Autor: Murray E, H. Posival, Reiner Körfer, Kazutomo Minami, H. Schröfel, el-Bynayosy A, M. M. Körner
Rok vydání: 1994
Předmět:
Zdroj: The International Journal of Artificial Organs. 17:492-498
ISSN: 1724-6040
0391-3988
DOI: 10.1177/039139889401700908
Popis: Since we started using ventricular assist devices (VAD) in July 1987 up to August 1993, 63 of 15,650 (0.4%) patients (pts) who underwent open heart sugery were supported postoperatively by VAD at out institution. Forty-three were male and 20 female, mean age 55.5 years. In 49 pts coronary artery bypass grafting (CABG), in 8 pts valve surgery, in 3 pts combined CABG and valve surgery and in 3 pts corrective procedures for congenital heart disease were performed. Perioperative myocardial infarction was the most frequent indication (73%). In 37 of the 63 pts (58.7%) a centrifugal (Biomedicus pump (group A) was used and in 26 pts (41.3%) a pulsatile Abiomed BVS 5000 (group B). Fourteen of 37 pts (38%) in group A were weaned from the VAD and all of them were discharged. Twenty-three pts were unable to be weaned and 19 of these pts died. The remaining 4 pts were transplanted successfully and subsequently 3 died and 1 was discharged. In all, 15 pts (39%) were long-term survivors. Sixteen of 26 pts (62%) in group B were weaned from VAD and 13 (50%) of them were discharged of whom 3 died. Ten patients were unable to be weaned and 7 of these died. The remaining 3 pts were transplanted successfully.
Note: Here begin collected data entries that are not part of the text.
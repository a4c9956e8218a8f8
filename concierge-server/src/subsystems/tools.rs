//! Built-in tool catalogue: names, descriptions and parameter schemas offered
//! to the completion call, plus the selection rules for search-type tools.

use concierge_core::models::ToolSpec;
use serde_json::{json, Value};

pub const SEARCH_CUSTOMER: &str = "search_customer";
pub const GET_CUSTOMER: &str = "get_customer";
pub const CREATE_CUSTOMER: &str = "create_customer";
pub const LIST_SERVICES: &str = "list_services";
pub const CHECK_AVAILABILITY: &str = "check_availability";
pub const LIST_APPOINTMENTS: &str = "list_appointments";
pub const CREATE_APPOINTMENT: &str = "create_appointment";
pub const UPDATE_APPOINTMENT: &str = "update_appointment";
pub const CANCEL_APPOINTMENT: &str = "cancel_appointment";

pub const ALL_TOOLS: [&str; 9] = [
    SEARCH_CUSTOMER,
    GET_CUSTOMER,
    CREATE_CUSTOMER,
    LIST_SERVICES,
    CHECK_AVAILABILITY,
    LIST_APPOINTMENTS,
    CREATE_APPOINTMENT,
    UPDATE_APPOINTMENT,
    CANCEL_APPOINTMENT,
];

pub fn is_known(name: &str) -> bool {
    ALL_TOOLS.contains(&name)
}

/// Tools whose results may be cached for numbered selection.
pub fn is_search_tool(name: &str) -> bool {
    matches!(
        name,
        SEARCH_CUSTOMER | LIST_SERVICES | CHECK_AVAILABILITY | LIST_APPOINTMENTS
    )
}

/// Parameters that may carry a bare number choosing from the cached list,
/// in lookup order.
pub fn selection_fields(name: &str) -> &'static [&'static str] {
    match name {
        SEARCH_CUSTOMER | LIST_SERVICES => &["selection", "query"],
        CHECK_AVAILABILITY => &["selection", "date"],
        LIST_APPOINTMENTS => &["selection"],
        _ => &[],
    }
}

fn schema(properties: Value, required: &[&str]) -> Value {
    json!({
        "type": "object",
        "properties": properties,
        "required": required,
    })
}

pub fn spec(name: &str) -> Option<ToolSpec> {
    let selection = json!({
        "type": "string",
        "description": "A number choosing an entry from the previously listed results"
    });
    let spec = match name {
        SEARCH_CUSTOMER => ToolSpec::new(
            name,
            "Search customers by name, phone or email. A bare number selects from the last results.",
            schema(
                json!({
                    "query": {"type": "string", "description": "Name, phone, email, or a list number"},
                    "selection": selection,
                }),
                &["query"],
            ),
        ),
        GET_CUSTOMER => ToolSpec::new(
            name,
            "Load a customer record by id and make it the active customer.",
            schema(json!({"customerId": {"type": "string"}}), &["customerId"]),
        ),
        CREATE_CUSTOMER => ToolSpec::new(
            name,
            "Create a new customer record and make it the active customer.",
            schema(
                json!({
                    "name": {"type": "string"},
                    "phone": {"type": "string"},
                    "email": {"type": "string"},
                }),
                &["name"],
            ),
        ),
        LIST_SERVICES => ToolSpec::new(
            name,
            "List salon services, optionally filtered by name. A bare number selects a listed service.",
            schema(
                json!({
                    "query": {"type": "string", "description": "Service name filter or a list number"},
                    "selection": selection,
                }),
                &[],
            ),
        ),
        CHECK_AVAILABILITY => ToolSpec::new(
            name,
            "List open appointment slots on a date. A bare number selects a listed slot.",
            schema(
                json!({
                    "date": {"type": "string", "description": "A date such as 2026-10-20, tomorrow or friday"},
                    "serviceId": {"type": "string"},
                    "selection": selection,
                }),
                &["date"],
            ),
        ),
        LIST_APPOINTMENTS => ToolSpec::new(
            name,
            "List upcoming appointments for the active (or given) customer.",
            schema(
                json!({
                    "customerId": {"type": "string"},
                    "selection": selection,
                }),
                &[],
            ),
        ),
        CREATE_APPOINTMENT => ToolSpec::new(
            name,
            "Book an appointment for the active customer. Missing fields default to the selected service, date and time.",
            schema(
                json!({
                    "serviceId": {"type": "string"},
                    "date": {"type": "string"},
                    "time": {"type": "string", "description": "e.g. 3pm or 15:00"},
                    "notes": {"type": "string"},
                }),
                &[],
            ),
        ),
        UPDATE_APPOINTMENT => ToolSpec::new(
            name,
            "Move an appointment to a new date and time. Defaults to the current appointment.",
            schema(
                json!({
                    "appointmentId": {"type": "string"},
                    "date": {"type": "string"},
                    "time": {"type": "string"},
                }),
                &["date", "time"],
            ),
        ),
        CANCEL_APPOINTMENT => ToolSpec::new(
            name,
            "Cancel an appointment. Defaults to the current appointment.",
            schema(json!({"appointmentId": {"type": "string"}}), &[]),
        ),
        _ => return None,
    };
    Some(spec)
}

pub fn specs_for(names: &[&str]) -> Vec<ToolSpec> {
    names.iter().filter_map(|n| spec(n)).collect()
}

pub fn all_specs() -> Vec<ToolSpec> {
    specs_for(&ALL_TOOLS)
}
In all, 16 pts (61.5%) were long-term survivors. The shorter the interval between beginning resuscitation and application of VAD the better the outcome. Younger age, VAD installation in OR, support time between 2 and 7 days and Abiomed pump, influence the survival rate positively. Because of higher recovery and survival rates in patients assisted by Abiomed compared to the Biomedicus pump, we recommend the Abiomed pump in postcardiotomy cardiac failure.